Von Stefan Schröter 27.01.2017, 07:00
Das Wohnhaus in der Siedlung war erst vor wenigen Jahren saniert worden. Jetzt fiel es dem Abriss zum Opfer.
Das Wohnhaus in der Siedlung war erst vor wenigen Jahren saniert worden. Jetzt fiel es dem Abriss zum Opfer. André Kehrer

Bitterfeld - Die Nachbarn werden weniger. In der Straße Am Kraftwerk in Bitterfeld sind in den vergangenen Tagen zwei weitere Häuser abgerissen worden. Die Stadt hat die Grundstücke wegen ihrer Nähe zum Chemiepark aufgekauft und anschließend dem Erdboden gleichgemacht. Das sorgt für neue Unruhe im Norden der Kraftwerkssiedlung.

Denn Kompromissen und Zugeständnissen zum Trotz sorgen sich Anwohner weiter um ihr Eigentum: „Die rotten uns nach und nach aus“, fürchtet Annett Wielsch. Sie kennt den Bebauungsplan aus dem Jahr 2014, der den noch stehenden Häusern Bestandsschutz gibt. Die Vereinbarung sieht aber auch vor, dass die Stadt nach und nach Grundstücke an der Straße kauft, sobald sie die Gelegenheit dazu bekommt. Das geschieht jetzt Stück für Stück.

Gilt der Bestandsschutz weiter?

Nach Angaben der Bitterfeld-Wolfener Verwaltung ist mittelfristig der Abbruch von zwei weiteren Häusern vorgesehen.

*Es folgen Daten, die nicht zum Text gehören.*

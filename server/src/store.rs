//! In-memory todo storage.
//!
//! # Design
//! `TodoStore` owns a single `Vec<Todo>` behind a `tokio::sync::RwLock`.
//! List and Get take the read guard; Create, Update and Delete take the
//! write guard, so every operation observes and leaves a consistent vector.
//! Lookups are linear scans over insertion order.
//!
//! Delete uses `Vec::swap_remove`: the last element moves into the removed
//! slot, so the order of the remaining todos is not preserved. Clients that
//! list after a delete will see this.

use serde::{Deserialize, Serialize};
use tokio::sync::RwLock;
use uuid::Uuid;

use crate::error::StoreError;

/// A single todo item.
#[derive(Clone, Debug, PartialEq, Eq, Serialize, Deserialize)]
pub struct Todo {
    pub id: String,
    pub content: String,
    pub done: bool,
    /// Seconds since the Unix epoch.
    pub created_at: i64,
}

#[derive(Debug, Default)]
pub struct TodoStore {
    todos: RwLock<Vec<Todo>>,
}

impl TodoStore {
    pub fn new() -> Self {
        Self::default()
    }

    /// Append a new, not-done todo and return it.
    pub async fn create(&self, content: String) -> Todo {
        let todo = Todo {
            id: Uuid::new_v4().to_string(),
            content,
            done: false,
            created_at: chrono::Utc::now().timestamp(),
        };
        self.todos.write().await.push(todo.clone());
        todo
    }

    pub async fn list(&self) -> Vec<Todo> {
        self.todos.read().await.clone()
    }

    pub async fn get(&self, id: &str) -> Result<Todo, StoreError> {
        let todos = self.todos.read().await;
        todos
            .iter()
            .find(|todo| todo.id == id)
            .cloned()
            .ok_or_else(|| StoreError::NotFound(id.to_string()))
    }

    /// Overwrite `content` and `done`; `id` and `created_at` never change.
    pub async fn update(&self, id: &str, content: String, done: bool) -> Result<(), StoreError> {
        let mut todos = self.todos.write().await;
        let todo = todos
            .iter_mut()
            .find(|todo| todo.id == id)
            .ok_or_else(|| StoreError::NotFound(id.to_string()))?;
        todo.content = content;
        todo.done = done;
        Ok(())
    }

    pub async fn delete(&self, id: &str) -> Result<(), StoreError> {
        let mut todos = self.todos.write().await;
        let idx = todos
            .iter()
            .position(|todo| todo.id == id)
            .ok_or_else(|| StoreError::NotFound(id.to_string()))?;
        todos.swap_remove(idx);
        Ok(())
    }

    pub async fn len(&self) -> usize {
        self.todos.read().await.len()
    }

    pub async fn is_empty(&self) -> bool {
        self.todos.read().await.is_empty()
    }
}
//! Error types for the todo server.
//!
//! # Design
//! `StoreError` is what the store reports. `ApiError` is the only error a
//! handler returns; its `IntoResponse` impl is the one place errors become
//! wire responses. Not-found is a bare 404. A body that cannot be decoded
//! sets no status of its own, so it goes out as 500 with a
//! `{"message": ...}` body.

use axum::{
    http::StatusCode,
    response::{IntoResponse, Response},
    Json,
};
use serde::{Deserialize, Serialize};
use thiserror::Error;

#[derive(Debug, Error, PartialEq, Eq)]
pub enum StoreError {
    #[error("todo not found: {0}")]
    NotFound(String),
}

#[derive(Debug, Error)]
pub enum ApiError {
    #[error("todo not found: {0}")]
    NotFound(String),

    /// The request body could not be decoded into the expected shape.
    #[error("{0}")]
    Decode(String),
}

/// JSON body of every error response except 404.
#[derive(Debug, Clone, Serialize, Deserialize)]
pub struct ErrorBody {
    pub message: String,
}

impl ApiError {
    pub fn status(&self) -> StatusCode {
        match self {
            ApiError::NotFound(_) => StatusCode::NOT_FOUND,
            ApiError::Decode(_) => StatusCode::INTERNAL_SERVER_ERROR,
        }
    }
}

impl From<StoreError> for ApiError {
    fn from(err: StoreError) -> Self {
        match err {
            StoreError::NotFound(id) => ApiError::NotFound(id),
        }
    }
}

impl From<serde_json::Error> for ApiError {
    fn from(err: serde_json::Error) -> Self {
        ApiError::Decode(err.to_string())
    }
}

impl IntoResponse for ApiError {
    fn into_response(self) -> Response {
        let status = self.status();
        match self {
            ApiError::NotFound(_) => status.into_response(),
            ApiError::Decode(message) => (status, Json(ErrorBody { message })).into_response(),
        }
    }
}

#[derive(Debug, Error)]
pub enum ServerError {
    #[error("configuration error: {0}")]
    Config(String),

    #[error("I/O error: {0}")]
    Io(#[from] std::io::Error),
}

pub type ServerResult<T> = Result<T, ServerError>;
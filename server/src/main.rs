use todo_server::{ServerConfig, ServerResult, TodoServer};
use tracing_subscriber::{layer::SubscriberExt, util::SubscriberInitExt, EnvFilter};

#[tokio::main]
async fn main() -> ServerResult<()> {
    let filter = EnvFilter::try_from_default_env().unwrap_or_else(|_| EnvFilter::new("info"));
    tracing_subscriber::registry()
        .with(filter)
        .with(tracing_subscriber::fmt::layer().with_target(true))
        .init();

    let config = ServerConfig::from_env()?;
    TodoServer::new(config).serve().await
}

Bereits vor längerer Zeit verschwanden die Gebäude mit der Adresse Am Kraftwerk 2 sowie die dortige sogenannte Alte Schule. Und was ist, wenn in dem Wohngebiet hinter den Chemiepark-Zäunen bald keine 14 Familien mehr wohnen, sondern nur noch die Hälfte? Gilt dann der Bestandsschutz immer noch? Diese Fragen bewegen die Menschen vor Ort. „Je mehr abgerissen wird, desto mehr fragt man sich, wie es weitergeht. Wir müssen immer auf der Hut sein“, meint Wielsch.

Die Stadt Bitterfeld-Wolfen sieht das anders: „Der Verkauf durch die Einwohner erfolgt freiwillig“, erklärt Bitterfeld-Wolfens Sprecherin Katrin Kuhnt auf MZ-Anfrage. Die Stadt erinnerte daran, dass mit dem Kompromiss 2014 Sicherheit auf Seiten der Unternehmen und im Wohngebiet entstand. „Es wurde eine Lösung entwickelt, die endlich Ruhe einkehren ließ.“ Die Kommune arbeite jedoch auch darauf hin, dass die Unternehmen im benachbarten Chemiepark eines Tages wieder ohne Einschränkungen produzieren und Freiflächen genutzt werden können.

Zugeständnisse bei Lärm- und Immissionsschutz

Das geht erst, wenn in dem vorderen Bereich der Straße Am Kraftwerk niemand mehr wohnt. Bis dahin gelten Sonderbestimmungen für Unternehmen, die 300 Meter oder näher an den Wohnhäusern sitzen. „Um Konflikte und gegenseitige Wechselwirkungen und die damit verbundenen Gefahren ausschließen zu können“, schildert Sprecherin Kuhnt. Daher hätten die Unternehmen Zugeständnisse unter anderem bei Lärm- und Immissionsschutz machen müssen. Eines der Unternehmen produziert dort Flammschutzmittel auf Basis von Phosphor und Chlor. Dieser Betrieb unterliegt der Störfallordnung.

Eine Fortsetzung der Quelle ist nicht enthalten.